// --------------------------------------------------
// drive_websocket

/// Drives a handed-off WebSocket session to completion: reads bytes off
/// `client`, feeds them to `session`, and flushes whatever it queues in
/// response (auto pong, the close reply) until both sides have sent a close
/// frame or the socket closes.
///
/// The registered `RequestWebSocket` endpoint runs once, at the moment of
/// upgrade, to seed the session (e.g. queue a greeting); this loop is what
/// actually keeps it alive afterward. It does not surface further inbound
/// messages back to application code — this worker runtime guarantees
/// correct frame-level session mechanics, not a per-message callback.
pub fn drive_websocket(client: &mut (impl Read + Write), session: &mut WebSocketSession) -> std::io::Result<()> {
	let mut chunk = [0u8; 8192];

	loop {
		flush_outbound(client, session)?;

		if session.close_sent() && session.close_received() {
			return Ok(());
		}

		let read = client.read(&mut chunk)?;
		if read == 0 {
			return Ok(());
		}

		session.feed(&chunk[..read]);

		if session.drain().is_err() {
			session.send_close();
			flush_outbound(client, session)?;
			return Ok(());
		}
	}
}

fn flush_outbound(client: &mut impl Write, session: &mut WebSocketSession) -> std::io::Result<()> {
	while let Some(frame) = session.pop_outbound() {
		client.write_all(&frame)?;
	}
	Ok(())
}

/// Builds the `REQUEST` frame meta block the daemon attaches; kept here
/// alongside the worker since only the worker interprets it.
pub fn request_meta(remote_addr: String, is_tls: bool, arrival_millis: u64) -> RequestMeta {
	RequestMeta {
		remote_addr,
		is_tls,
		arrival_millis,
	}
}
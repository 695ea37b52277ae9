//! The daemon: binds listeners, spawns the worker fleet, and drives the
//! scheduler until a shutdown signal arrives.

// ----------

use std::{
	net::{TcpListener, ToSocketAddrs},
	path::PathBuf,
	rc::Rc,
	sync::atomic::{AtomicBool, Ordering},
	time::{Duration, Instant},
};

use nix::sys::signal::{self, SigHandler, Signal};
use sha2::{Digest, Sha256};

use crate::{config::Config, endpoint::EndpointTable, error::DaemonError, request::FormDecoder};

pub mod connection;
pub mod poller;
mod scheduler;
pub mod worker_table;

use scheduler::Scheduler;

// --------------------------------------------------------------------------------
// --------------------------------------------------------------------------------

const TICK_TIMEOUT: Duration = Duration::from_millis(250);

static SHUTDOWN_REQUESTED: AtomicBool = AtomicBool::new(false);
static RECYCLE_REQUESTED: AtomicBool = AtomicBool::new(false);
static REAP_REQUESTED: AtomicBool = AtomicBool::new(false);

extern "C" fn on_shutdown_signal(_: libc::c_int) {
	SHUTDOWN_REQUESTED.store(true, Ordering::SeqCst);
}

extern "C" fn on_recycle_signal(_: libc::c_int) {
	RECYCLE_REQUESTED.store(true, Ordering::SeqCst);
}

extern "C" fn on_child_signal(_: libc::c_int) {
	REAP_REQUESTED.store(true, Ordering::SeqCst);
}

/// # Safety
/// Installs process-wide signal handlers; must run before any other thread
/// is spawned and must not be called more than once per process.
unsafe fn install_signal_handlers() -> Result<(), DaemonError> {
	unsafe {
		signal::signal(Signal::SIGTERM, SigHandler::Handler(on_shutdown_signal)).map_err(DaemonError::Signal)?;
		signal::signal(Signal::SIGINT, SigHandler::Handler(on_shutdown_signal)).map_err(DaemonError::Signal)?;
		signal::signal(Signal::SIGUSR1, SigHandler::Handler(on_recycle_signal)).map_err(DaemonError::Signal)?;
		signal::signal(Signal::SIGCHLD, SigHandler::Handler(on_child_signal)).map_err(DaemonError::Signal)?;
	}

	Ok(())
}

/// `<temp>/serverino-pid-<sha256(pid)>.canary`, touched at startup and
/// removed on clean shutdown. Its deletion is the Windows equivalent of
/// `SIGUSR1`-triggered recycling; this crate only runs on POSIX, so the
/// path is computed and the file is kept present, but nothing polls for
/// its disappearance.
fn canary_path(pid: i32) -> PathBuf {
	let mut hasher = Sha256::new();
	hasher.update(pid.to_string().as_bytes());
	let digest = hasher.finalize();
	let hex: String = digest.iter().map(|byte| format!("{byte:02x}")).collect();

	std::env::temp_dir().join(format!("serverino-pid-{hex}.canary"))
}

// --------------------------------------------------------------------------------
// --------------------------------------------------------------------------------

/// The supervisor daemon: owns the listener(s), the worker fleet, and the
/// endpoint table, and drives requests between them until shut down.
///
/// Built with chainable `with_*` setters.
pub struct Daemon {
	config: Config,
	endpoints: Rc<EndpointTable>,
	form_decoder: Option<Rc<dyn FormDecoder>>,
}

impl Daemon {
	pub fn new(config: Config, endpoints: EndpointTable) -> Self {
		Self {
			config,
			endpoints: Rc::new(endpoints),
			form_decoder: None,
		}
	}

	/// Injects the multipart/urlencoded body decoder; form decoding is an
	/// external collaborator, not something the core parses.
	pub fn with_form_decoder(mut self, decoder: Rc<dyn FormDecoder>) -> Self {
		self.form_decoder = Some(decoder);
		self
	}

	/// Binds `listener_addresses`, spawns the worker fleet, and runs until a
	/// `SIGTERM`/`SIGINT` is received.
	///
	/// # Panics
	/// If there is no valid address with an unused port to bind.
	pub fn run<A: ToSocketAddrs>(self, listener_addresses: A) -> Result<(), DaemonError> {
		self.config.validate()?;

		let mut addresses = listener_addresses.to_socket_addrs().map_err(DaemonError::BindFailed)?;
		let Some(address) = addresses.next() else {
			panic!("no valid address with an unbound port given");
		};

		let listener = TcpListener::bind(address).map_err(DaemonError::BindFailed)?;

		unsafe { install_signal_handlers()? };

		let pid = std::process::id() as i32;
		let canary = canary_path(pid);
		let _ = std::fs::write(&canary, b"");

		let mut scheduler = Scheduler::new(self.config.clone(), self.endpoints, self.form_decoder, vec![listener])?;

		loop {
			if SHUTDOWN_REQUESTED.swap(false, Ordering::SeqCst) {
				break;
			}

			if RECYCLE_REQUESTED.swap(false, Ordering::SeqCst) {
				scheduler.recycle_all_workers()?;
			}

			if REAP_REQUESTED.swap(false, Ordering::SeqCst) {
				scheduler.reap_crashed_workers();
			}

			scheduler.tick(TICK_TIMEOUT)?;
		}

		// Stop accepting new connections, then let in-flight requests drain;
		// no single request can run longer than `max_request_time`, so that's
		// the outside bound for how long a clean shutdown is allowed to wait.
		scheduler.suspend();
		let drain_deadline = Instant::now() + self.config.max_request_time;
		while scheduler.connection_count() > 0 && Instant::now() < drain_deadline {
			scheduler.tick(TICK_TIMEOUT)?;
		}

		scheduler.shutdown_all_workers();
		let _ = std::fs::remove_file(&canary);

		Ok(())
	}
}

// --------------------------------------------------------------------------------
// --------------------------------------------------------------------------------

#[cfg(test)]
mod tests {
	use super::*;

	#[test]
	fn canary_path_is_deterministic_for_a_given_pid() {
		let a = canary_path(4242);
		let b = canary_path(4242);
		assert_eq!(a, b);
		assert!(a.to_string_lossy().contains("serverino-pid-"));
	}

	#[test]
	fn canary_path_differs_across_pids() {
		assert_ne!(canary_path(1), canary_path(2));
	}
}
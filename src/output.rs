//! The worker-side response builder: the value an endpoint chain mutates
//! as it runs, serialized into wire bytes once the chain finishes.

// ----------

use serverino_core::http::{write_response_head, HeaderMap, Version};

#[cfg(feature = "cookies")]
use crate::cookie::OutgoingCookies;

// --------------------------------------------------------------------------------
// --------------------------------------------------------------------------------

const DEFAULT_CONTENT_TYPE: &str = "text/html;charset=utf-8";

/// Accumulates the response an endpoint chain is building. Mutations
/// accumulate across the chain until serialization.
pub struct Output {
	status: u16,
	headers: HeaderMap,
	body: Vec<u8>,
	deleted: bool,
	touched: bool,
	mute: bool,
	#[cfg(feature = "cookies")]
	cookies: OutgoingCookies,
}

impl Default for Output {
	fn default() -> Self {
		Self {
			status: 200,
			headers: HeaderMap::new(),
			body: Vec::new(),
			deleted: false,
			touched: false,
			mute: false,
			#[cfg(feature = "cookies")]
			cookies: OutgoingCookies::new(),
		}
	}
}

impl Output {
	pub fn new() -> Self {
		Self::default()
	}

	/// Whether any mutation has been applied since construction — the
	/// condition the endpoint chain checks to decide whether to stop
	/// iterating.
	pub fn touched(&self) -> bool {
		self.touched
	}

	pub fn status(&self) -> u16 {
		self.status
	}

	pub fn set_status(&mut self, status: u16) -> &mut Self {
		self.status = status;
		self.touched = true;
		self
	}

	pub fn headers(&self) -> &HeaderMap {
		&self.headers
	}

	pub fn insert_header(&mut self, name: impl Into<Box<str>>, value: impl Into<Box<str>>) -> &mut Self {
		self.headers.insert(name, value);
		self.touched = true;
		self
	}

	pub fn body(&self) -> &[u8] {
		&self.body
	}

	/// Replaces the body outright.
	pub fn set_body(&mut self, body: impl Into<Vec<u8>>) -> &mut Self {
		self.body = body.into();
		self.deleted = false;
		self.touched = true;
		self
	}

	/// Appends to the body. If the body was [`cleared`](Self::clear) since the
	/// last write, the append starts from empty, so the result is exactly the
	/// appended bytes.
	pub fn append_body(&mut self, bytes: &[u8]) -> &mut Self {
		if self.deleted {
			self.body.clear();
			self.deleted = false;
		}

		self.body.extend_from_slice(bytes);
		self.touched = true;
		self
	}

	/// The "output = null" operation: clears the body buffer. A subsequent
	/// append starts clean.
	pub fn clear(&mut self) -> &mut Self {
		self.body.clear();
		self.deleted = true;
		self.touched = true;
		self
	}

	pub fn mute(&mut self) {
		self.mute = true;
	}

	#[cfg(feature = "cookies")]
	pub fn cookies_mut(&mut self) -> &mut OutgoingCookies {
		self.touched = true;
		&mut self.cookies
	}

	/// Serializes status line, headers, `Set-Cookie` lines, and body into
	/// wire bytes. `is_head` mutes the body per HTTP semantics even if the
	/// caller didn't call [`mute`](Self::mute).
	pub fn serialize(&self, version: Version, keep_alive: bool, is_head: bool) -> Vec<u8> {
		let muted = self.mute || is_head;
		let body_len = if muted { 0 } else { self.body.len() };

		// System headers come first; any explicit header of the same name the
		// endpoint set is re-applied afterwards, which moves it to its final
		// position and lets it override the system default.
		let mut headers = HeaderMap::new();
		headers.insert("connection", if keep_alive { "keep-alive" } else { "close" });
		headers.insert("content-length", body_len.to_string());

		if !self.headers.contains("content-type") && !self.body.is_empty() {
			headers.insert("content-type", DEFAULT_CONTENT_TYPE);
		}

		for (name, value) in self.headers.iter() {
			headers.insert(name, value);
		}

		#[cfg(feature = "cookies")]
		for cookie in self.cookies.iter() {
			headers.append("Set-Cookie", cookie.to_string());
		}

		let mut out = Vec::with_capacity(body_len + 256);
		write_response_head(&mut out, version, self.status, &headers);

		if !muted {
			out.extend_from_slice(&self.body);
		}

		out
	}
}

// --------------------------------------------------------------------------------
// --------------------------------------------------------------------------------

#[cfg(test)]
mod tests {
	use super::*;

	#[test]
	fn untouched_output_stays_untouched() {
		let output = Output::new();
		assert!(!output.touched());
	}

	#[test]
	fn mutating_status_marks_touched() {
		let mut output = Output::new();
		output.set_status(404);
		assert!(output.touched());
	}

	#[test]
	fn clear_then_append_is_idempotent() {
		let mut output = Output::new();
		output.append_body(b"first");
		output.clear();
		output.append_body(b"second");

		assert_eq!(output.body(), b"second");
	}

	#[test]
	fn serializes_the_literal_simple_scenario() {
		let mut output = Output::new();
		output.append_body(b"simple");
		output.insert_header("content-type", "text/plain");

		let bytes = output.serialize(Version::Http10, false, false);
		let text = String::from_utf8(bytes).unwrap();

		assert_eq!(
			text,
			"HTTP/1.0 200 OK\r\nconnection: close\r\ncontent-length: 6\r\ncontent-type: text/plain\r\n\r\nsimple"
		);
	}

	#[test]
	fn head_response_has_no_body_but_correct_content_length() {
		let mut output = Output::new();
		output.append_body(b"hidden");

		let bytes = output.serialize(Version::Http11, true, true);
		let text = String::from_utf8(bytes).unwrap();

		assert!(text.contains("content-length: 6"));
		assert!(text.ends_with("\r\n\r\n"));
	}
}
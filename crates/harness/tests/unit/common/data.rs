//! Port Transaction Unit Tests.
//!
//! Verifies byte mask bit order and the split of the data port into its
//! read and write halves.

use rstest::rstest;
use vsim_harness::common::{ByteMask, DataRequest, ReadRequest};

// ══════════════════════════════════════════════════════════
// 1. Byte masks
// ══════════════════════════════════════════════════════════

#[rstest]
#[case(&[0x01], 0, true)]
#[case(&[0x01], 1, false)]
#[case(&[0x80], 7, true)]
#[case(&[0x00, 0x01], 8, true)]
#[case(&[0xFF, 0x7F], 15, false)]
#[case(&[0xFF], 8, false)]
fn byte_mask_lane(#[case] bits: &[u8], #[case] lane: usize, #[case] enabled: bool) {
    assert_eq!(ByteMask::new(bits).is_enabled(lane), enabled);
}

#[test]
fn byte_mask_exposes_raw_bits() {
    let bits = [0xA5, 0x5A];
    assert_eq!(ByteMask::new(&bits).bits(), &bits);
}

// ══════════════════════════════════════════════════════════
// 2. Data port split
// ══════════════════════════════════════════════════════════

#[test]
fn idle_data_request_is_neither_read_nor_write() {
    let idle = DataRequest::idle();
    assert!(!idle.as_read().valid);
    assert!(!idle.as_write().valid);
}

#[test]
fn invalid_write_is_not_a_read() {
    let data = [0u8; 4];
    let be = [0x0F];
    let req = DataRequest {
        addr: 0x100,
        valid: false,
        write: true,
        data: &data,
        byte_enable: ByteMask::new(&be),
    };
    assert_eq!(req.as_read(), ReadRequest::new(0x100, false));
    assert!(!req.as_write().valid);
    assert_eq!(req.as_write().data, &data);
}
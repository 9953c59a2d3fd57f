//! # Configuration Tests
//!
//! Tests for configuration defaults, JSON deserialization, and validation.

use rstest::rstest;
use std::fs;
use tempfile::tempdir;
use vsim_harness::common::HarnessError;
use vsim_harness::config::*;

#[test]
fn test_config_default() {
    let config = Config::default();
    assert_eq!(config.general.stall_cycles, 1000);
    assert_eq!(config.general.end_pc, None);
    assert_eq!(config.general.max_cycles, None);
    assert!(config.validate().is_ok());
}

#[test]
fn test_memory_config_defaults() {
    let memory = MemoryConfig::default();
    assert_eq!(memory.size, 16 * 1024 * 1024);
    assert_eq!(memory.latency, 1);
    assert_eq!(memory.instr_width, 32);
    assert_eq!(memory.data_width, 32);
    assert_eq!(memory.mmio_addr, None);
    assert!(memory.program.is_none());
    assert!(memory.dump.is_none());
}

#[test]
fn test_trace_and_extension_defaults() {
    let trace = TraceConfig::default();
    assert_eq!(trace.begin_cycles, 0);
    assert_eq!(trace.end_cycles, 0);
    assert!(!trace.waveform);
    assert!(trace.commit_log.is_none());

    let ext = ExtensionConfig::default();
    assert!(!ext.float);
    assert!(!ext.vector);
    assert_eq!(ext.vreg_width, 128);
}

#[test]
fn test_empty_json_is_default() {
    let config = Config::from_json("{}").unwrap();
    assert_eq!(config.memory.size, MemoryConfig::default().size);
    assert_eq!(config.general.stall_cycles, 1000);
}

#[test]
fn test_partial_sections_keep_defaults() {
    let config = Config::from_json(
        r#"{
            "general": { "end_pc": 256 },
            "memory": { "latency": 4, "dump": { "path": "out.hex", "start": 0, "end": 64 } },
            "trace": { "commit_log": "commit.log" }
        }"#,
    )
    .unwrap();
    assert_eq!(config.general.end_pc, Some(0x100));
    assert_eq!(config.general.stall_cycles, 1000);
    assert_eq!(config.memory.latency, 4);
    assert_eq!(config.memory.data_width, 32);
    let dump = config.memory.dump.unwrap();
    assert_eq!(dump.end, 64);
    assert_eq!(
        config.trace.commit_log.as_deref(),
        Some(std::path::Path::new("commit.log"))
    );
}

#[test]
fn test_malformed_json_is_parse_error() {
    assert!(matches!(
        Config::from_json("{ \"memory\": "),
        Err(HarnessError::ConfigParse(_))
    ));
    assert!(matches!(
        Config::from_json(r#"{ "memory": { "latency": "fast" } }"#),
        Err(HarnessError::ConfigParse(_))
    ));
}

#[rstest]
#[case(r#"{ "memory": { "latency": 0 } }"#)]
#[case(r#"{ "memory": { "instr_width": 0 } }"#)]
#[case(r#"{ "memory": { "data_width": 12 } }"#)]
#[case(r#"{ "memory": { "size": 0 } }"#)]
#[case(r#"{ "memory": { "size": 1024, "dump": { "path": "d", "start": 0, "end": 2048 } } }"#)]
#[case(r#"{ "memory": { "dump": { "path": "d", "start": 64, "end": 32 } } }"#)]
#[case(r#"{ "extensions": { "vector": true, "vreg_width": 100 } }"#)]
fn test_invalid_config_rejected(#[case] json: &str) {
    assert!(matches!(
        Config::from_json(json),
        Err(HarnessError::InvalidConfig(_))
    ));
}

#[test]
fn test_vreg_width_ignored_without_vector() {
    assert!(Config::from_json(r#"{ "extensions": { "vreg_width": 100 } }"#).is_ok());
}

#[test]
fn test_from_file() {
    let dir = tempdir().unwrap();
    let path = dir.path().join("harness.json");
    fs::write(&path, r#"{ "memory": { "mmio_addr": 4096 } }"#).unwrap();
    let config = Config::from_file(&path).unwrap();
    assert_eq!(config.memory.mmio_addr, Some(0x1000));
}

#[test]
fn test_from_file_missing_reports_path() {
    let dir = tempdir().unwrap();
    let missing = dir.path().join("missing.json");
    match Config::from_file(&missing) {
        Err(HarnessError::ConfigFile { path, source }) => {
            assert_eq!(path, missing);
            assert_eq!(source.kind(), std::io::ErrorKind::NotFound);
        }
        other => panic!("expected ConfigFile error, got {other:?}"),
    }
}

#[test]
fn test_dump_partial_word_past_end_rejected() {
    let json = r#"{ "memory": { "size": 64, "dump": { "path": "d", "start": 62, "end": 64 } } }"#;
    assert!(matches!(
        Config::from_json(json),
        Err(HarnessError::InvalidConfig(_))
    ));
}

- The task -
Filter the listing above for lines with the word "SigHandler", and copy each one you find.

- Written solution -
use nix::sys::signal::{self, SigHandler, Signal};
		signal::signal(Signal::SIGTERM, SigHandler::Handler(on_shutdown_signal)).map_err(DaemonError::Signal)?;
		signal::signal(Signal::SIGINT, SigHandler::Handler(on_shutdown_signal)).map_err(DaemonError::Signal)?;
		signal::signal(Signal::SIGUSR1, SigHandler::Handler(on_recycle_signal)).map_err(DaemonError::Signal)?;
		signal::signal(Signal::SIGCHLD, SigHandler::Handler(on_child_signal)).map_err(DaemonError::Signal)?;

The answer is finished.